use super::storage;
use super::types::{start_of_day, Task};
use crate::shared::paths::storage_dir;
use std::collections::HashSet;
use std::path::PathBuf;
use uuid::Uuid;

pub const DEFAULT_FILE_NAME: &str = "tasks.json";

/// Constructor-level configuration: where the task file lives and what it is
/// called. No other configuration surface exists.
#[derive(Debug, Clone)]
pub struct StoreConfig {
    pub directory: PathBuf,
    pub file_name: String,
}

impl StoreConfig {
    /// Store backed by the application data directory.
    pub fn persistent() -> Self {
        Self {
            directory: storage_dir(),
            file_name: DEFAULT_FILE_NAME.to_string(),
        }
    }

    /// Store backed by the OS temp directory, for throwaway sessions. Still
    /// file-backed; the file just does not survive cleanup.
    pub fn ephemeral() -> Self {
        Self {
            directory: std::env::temp_dir(),
            file_name: DEFAULT_FILE_NAME.to_string(),
        }
    }

    pub fn save_path(&self) -> PathBuf {
        self.directory.join(&self.file_name)
    }
}

impl Default for StoreConfig {
    fn default() -> Self {
        Self::persistent()
    }
}

/// Handle returned by [`TaskStore::subscribe`], used to unsubscribe.
#[derive(Debug, Clone, Copy, PartialEq, Eq, Hash)]
pub struct SubscriptionId(u64);

type Listener = Box<dyn Fn(&[Task])>;

/// Sole owner of the authoritative task list and its on-disk file.
///
/// Every mutation rewrites the whole file (small personal lists, so the O(n)
/// write is fine) and then notifies subscribers with the new list. All access
/// is single-threaded; callers needing cross-thread access wrap the store
/// themselves.
pub struct TaskStore {
    tasks: Vec<Task>,
    save_path: PathBuf,
    listeners: Vec<(SubscriptionId, Listener)>,
    next_subscription: u64,
}

impl TaskStore {
    pub fn new(config: StoreConfig) -> Self {
        let mut store = Self {
            tasks: Vec::new(),
            save_path: config.save_path(),
            listeners: Vec::new(),
            next_subscription: 0,
        };
        store.load();
        tracing::info!(
            target: "tasks",
            "Task store initialized with {} tasks from {:?}",
            store.tasks.len(),
            store.save_path
        );
        store
    }

    /// The canonical list, in insertion/reorder order.
    pub fn tasks(&self) -> &[Task] {
        &self.tasks
    }

    pub fn find_task(&self, id: Uuid) -> Option<&Task> {
        self.tasks.iter().find(|task| task.id == id)
    }

    /// Appends the task to the end of the list. The due date, if any, is
    /// normalized to the start of its calendar day.
    pub fn add(&mut self, mut task: Task) {
        normalize_due_date(&mut task);
        self.tasks.push(task);
        self.after_mutation();
    }

    /// Replaces the entry matching the task's id; no-op when absent.
    pub fn update(&mut self, mut task: Task) {
        normalize_due_date(&mut task);
        let Some(slot) = self.tasks.iter_mut().find(|t| t.id == task.id) else {
            tracing::debug!(target: "tasks", "Update ignored, no task with id {}", task.id);
            return;
        };
        *slot = task;
        self.after_mutation();
    }

    /// Flips the completion flag of the matching entry; no-op when absent.
    pub fn toggle_completion(&mut self, id: Uuid) {
        let Some(task) = self.tasks.iter_mut().find(|t| t.id == id) else {
            tracing::debug!(target: "tasks", "Toggle ignored, no task with id {}", id);
            return;
        };
        task.is_completed = !task.is_completed;
        self.after_mutation();
    }

    /// Removes every entry whose id is in the set.
    pub fn delete(&mut self, ids: &HashSet<Uuid>) {
        self.tasks.retain(|task| !ids.contains(&task.id));
        self.after_mutation();
    }

    /// Removes the entries at the given store positions. Out-of-range
    /// positions are skipped silently.
    pub fn delete_at(&mut self, positions: &[usize]) {
        let mut sorted: Vec<usize> = positions
            .iter()
            .copied()
            .filter(|&p| p < self.tasks.len())
            .collect();
        sorted.sort_unstable();
        sorted.dedup();

        for position in sorted.into_iter().rev() {
            self.tasks.remove(position);
        }
        self.after_mutation();
    }

    /// Relocates the entries at `from_positions` so the block lands at offset
    /// `to`, where `to` is an insertion offset into the list as it was before
    /// removal. The moved entries keep their relative order. Callers are
    /// expected to invoke this only from the reorderable view, where view
    /// positions equal store positions.
    pub fn move_tasks(&mut self, from_positions: &[usize], to: usize) {
        let mut sources: Vec<usize> = from_positions
            .iter()
            .copied()
            .filter(|&p| p < self.tasks.len())
            .collect();
        sources.sort_unstable();
        sources.dedup();
        if sources.is_empty() {
            return;
        }

        let mut moved = Vec::with_capacity(sources.len());
        for position in sources.iter().rev() {
            moved.push(self.tasks.remove(*position));
        }
        moved.reverse();

        // The destination was expressed against the pre-removal list; shift
        // it left by the removed entries that preceded it.
        let shift = sources.iter().filter(|&&p| p < to).count();
        let insert_at = to.saturating_sub(shift).min(self.tasks.len());
        for (offset, task) in moved.into_iter().enumerate() {
            self.tasks.insert(insert_at + offset, task);
        }
        self.after_mutation();
    }

    /// Reads the task file, seeding sample data when it does not exist yet.
    /// Read or parse failures leave the list empty; the diagnostic is logged
    /// rather than surfaced.
    pub fn load(&mut self) {
        self.tasks = storage::load_or_seed(&self.save_path);
        self.notify();
    }

    /// Serializes the entire list over the task file. On failure the
    /// in-memory list stays authoritative and the error is only logged.
    pub fn persist(&self) {
        if let Err(e) = storage::save_tasks(&self.save_path, &self.tasks) {
            tracing::error!(
                target: "tasks",
                "Failed to persist {} tasks to {:?}: {}",
                self.tasks.len(),
                self.save_path,
                e
            );
        }
    }

    /// Registers a callback invoked with the full list after every mutation.
    pub fn subscribe(&mut self, listener: impl Fn(&[Task]) + 'static) -> SubscriptionId {
        let id = SubscriptionId(self.next_subscription);
        self.next_subscription += 1;
        self.listeners.push((id, Box::new(listener)));
        id
    }

    pub fn unsubscribe(&mut self, id: SubscriptionId) {
        self.listeners.retain(|(existing, _)| *existing != id);
    }

    fn after_mutation(&mut self) {
        self.persist();
        self.notify();
    }

    fn notify(&self) {
        for (_, listener) in &self.listeners {
            listener(&self.tasks);
        }
    }
}

fn normalize_due_date(task: &mut Task) {
    if let Some(due) = task.due_date {
        task.due_date = Some(start_of_day(due));
    }
}

#[cfg(test)]
mod tests {
    use super::*;
    use crate::tasks::types::local_day;
    use std::cell::RefCell;
    use std::rc::Rc;

    fn test_store(dir: &tempfile::TempDir) -> TaskStore {
        let config = StoreConfig {
            directory: dir.path().to_path_buf(),
            file_name: DEFAULT_FILE_NAME.to_string(),
        };
        // Pre-create an empty list so tests start without the sample data
        storage::save_tasks(&config.save_path(), &[]).expect("write empty list");
        TaskStore::new(config)
    }

    #[test]
    fn test_store_config_composes_save_path() {
        let config = StoreConfig {
            directory: PathBuf::from("/somewhere"),
            file_name: "custom.json".to_string(),
        };
        assert_eq!(config.save_path(), PathBuf::from("/somewhere/custom.json"));

        let ephemeral = StoreConfig::ephemeral();
        assert!(ephemeral.save_path().starts_with(std::env::temp_dir()));
        assert!(ephemeral.save_path().ends_with(DEFAULT_FILE_NAME));
    }

    #[test]
    fn test_fresh_store_seeds_sample_data() {
        let dir = tempfile::tempdir().expect("tempdir");
        let store = TaskStore::new(StoreConfig {
            directory: dir.path().to_path_buf(),
            file_name: DEFAULT_FILE_NAME.to_string(),
        });

        let titles: Vec<&str> = store.tasks().iter().map(|t| t.title.as_str()).collect();
        assert_eq!(
            titles,
            vec![
                "Plan the week",
                "Pick up groceries",
                "Schedule dentist appointment",
                "Read 20 pages",
            ]
        );
    }

    #[test]
    fn test_add_appends_and_normalizes_due_date() {
        let dir = tempfile::tempdir().expect("tempdir");
        let mut store = test_store(&dir);

        store.add(Task::new("first"));
        let mut second = Task::new("second");
        let due = chrono::Utc::now();
        second.due_date = Some(due);
        store.add(second);

        assert_eq!(store.tasks().len(), 2);
        assert_eq!(store.tasks()[1].title, "second");

        let stored_due = store.tasks()[1].due_date.expect("due date kept");
        assert_eq!(local_day(stored_due), local_day(due));
        let local = stored_due.with_timezone(&chrono::Local);
        assert_eq!(local.time(), chrono::NaiveTime::MIN);
    }

    #[test]
    fn test_add_then_delete_restores_prior_id_set() {
        let dir = tempfile::tempdir().expect("tempdir");
        let mut store = test_store(&dir);
        store.add(Task::new("keep"));

        let before: Vec<Uuid> = store.tasks().iter().map(|t| t.id).collect();

        let extra = Task::new("temporary");
        let extra_id = extra.id;
        store.add(extra);
        store.delete(&HashSet::from([extra_id]));

        let after: Vec<Uuid> = store.tasks().iter().map(|t| t.id).collect();
        assert_eq!(after, before);
    }

    #[test]
    fn test_update_replaces_matching_entry_only() {
        let dir = tempfile::tempdir().expect("tempdir");
        let mut store = test_store(&dir);
        store.add(Task::new("original"));

        let mut edited = store.tasks()[0].clone();
        edited.title = "edited".to_string();
        edited.notes = "now with notes".to_string();
        store.update(edited);

        assert_eq!(store.tasks()[0].title, "edited");

        let mut phantom = Task::new("never stored");
        phantom.title = "phantom".to_string();
        store.update(phantom);
        assert_eq!(store.tasks().len(), 1, "unknown id update is a no-op");
    }

    #[test]
    fn test_toggle_completion_is_an_involution() {
        let dir = tempfile::tempdir().expect("tempdir");
        let mut store = test_store(&dir);
        store.add(Task::new("flip me"));
        let id = store.tasks()[0].id;

        store.toggle_completion(id);
        assert!(store.tasks()[0].is_completed);

        store.toggle_completion(id);
        assert!(!store.tasks()[0].is_completed);

        store.toggle_completion(Uuid::new_v4());
        assert!(!store.tasks()[0].is_completed, "unknown id is a no-op");
    }

    #[test]
    fn test_delete_at_ignores_out_of_range_positions() {
        let dir = tempfile::tempdir().expect("tempdir");
        let mut store = test_store(&dir);
        for title in ["a", "b", "c"] {
            store.add(Task::new(title));
        }

        store.delete_at(&[1, 99]);
        let titles: Vec<&str> = store.tasks().iter().map(|t| t.title.as_str()).collect();
        assert_eq!(titles, vec!["a", "c"]);

        store.delete_at(&[42]);
        assert_eq!(store.tasks().len(), 2);
    }

    #[test]
    fn test_move_tasks_preserves_block_order() {
        let dir = tempfile::tempdir().expect("tempdir");
        let mut store = test_store(&dir);
        for title in ["a", "b", "c", "d"] {
            store.add(Task::new(title));
        }

        // Move the leading pair after "c": destination offset is expressed
        // against the pre-removal list.
        store.move_tasks(&[0, 1], 3);
        let titles: Vec<&str> = store.tasks().iter().map(|t| t.title.as_str()).collect();
        assert_eq!(titles, vec!["c", "a", "b", "d"]);

        store.move_tasks(&[3], 0);
        let titles: Vec<&str> = store.tasks().iter().map(|t| t.title.as_str()).collect();
        assert_eq!(titles, vec!["d", "c", "a", "b"]);
    }

    #[test]
    fn test_move_single_task_toward_end() {
        let dir = tempfile::tempdir().expect("tempdir");
        let mut store = test_store(&dir);
        for title in ["a", "b", "c"] {
            store.add(Task::new(title));
        }

        store.move_tasks(&[0], 2);
        let titles: Vec<&str> = store.tasks().iter().map(|t| t.title.as_str()).collect();
        assert_eq!(titles, vec!["b", "a", "c"]);
    }

    #[test]
    fn test_mutations_notify_subscribers() {
        let dir = tempfile::tempdir().expect("tempdir");
        let mut store = test_store(&dir);

        let seen = Rc::new(RefCell::new(Vec::new()));
        let sink = Rc::clone(&seen);
        let subscription = store.subscribe(move |tasks| {
            sink.borrow_mut().push(tasks.len());
        });

        store.add(Task::new("one"));
        store.add(Task::new("two"));
        assert_eq!(*seen.borrow(), vec![1, 2]);

        store.unsubscribe(subscription);
        store.add(Task::new("three"));
        assert_eq!(*seen.borrow(), vec![1, 2], "unsubscribed listener stays quiet");
    }

    #[test]
    fn test_mutations_are_persisted_immediately() {
        let dir = tempfile::tempdir().expect("tempdir");
        let config = StoreConfig {
            directory: dir.path().to_path_buf(),
            file_name: DEFAULT_FILE_NAME.to_string(),
        };
        storage::save_tasks(&config.save_path(), &[]).expect("write empty list");

        let mut store = TaskStore::new(config.clone());
        store.add(Task::new("durable"));
        drop(store);

        let reopened = TaskStore::new(config);
        assert_eq!(reopened.tasks().len(), 1);
        assert_eq!(reopened.tasks()[0].title, "durable");
    }
}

## WHAT THE TASK REQUIRES
In the listing above, show every line with the word "else".

## RESULT FOR THIS EXERCISE
        let Some(slot) = self.tasks.iter_mut().find(|t| t.id == task.id) else {
        let Some(task) = self.tasks.iter_mut().find(|t| t.id == id) else {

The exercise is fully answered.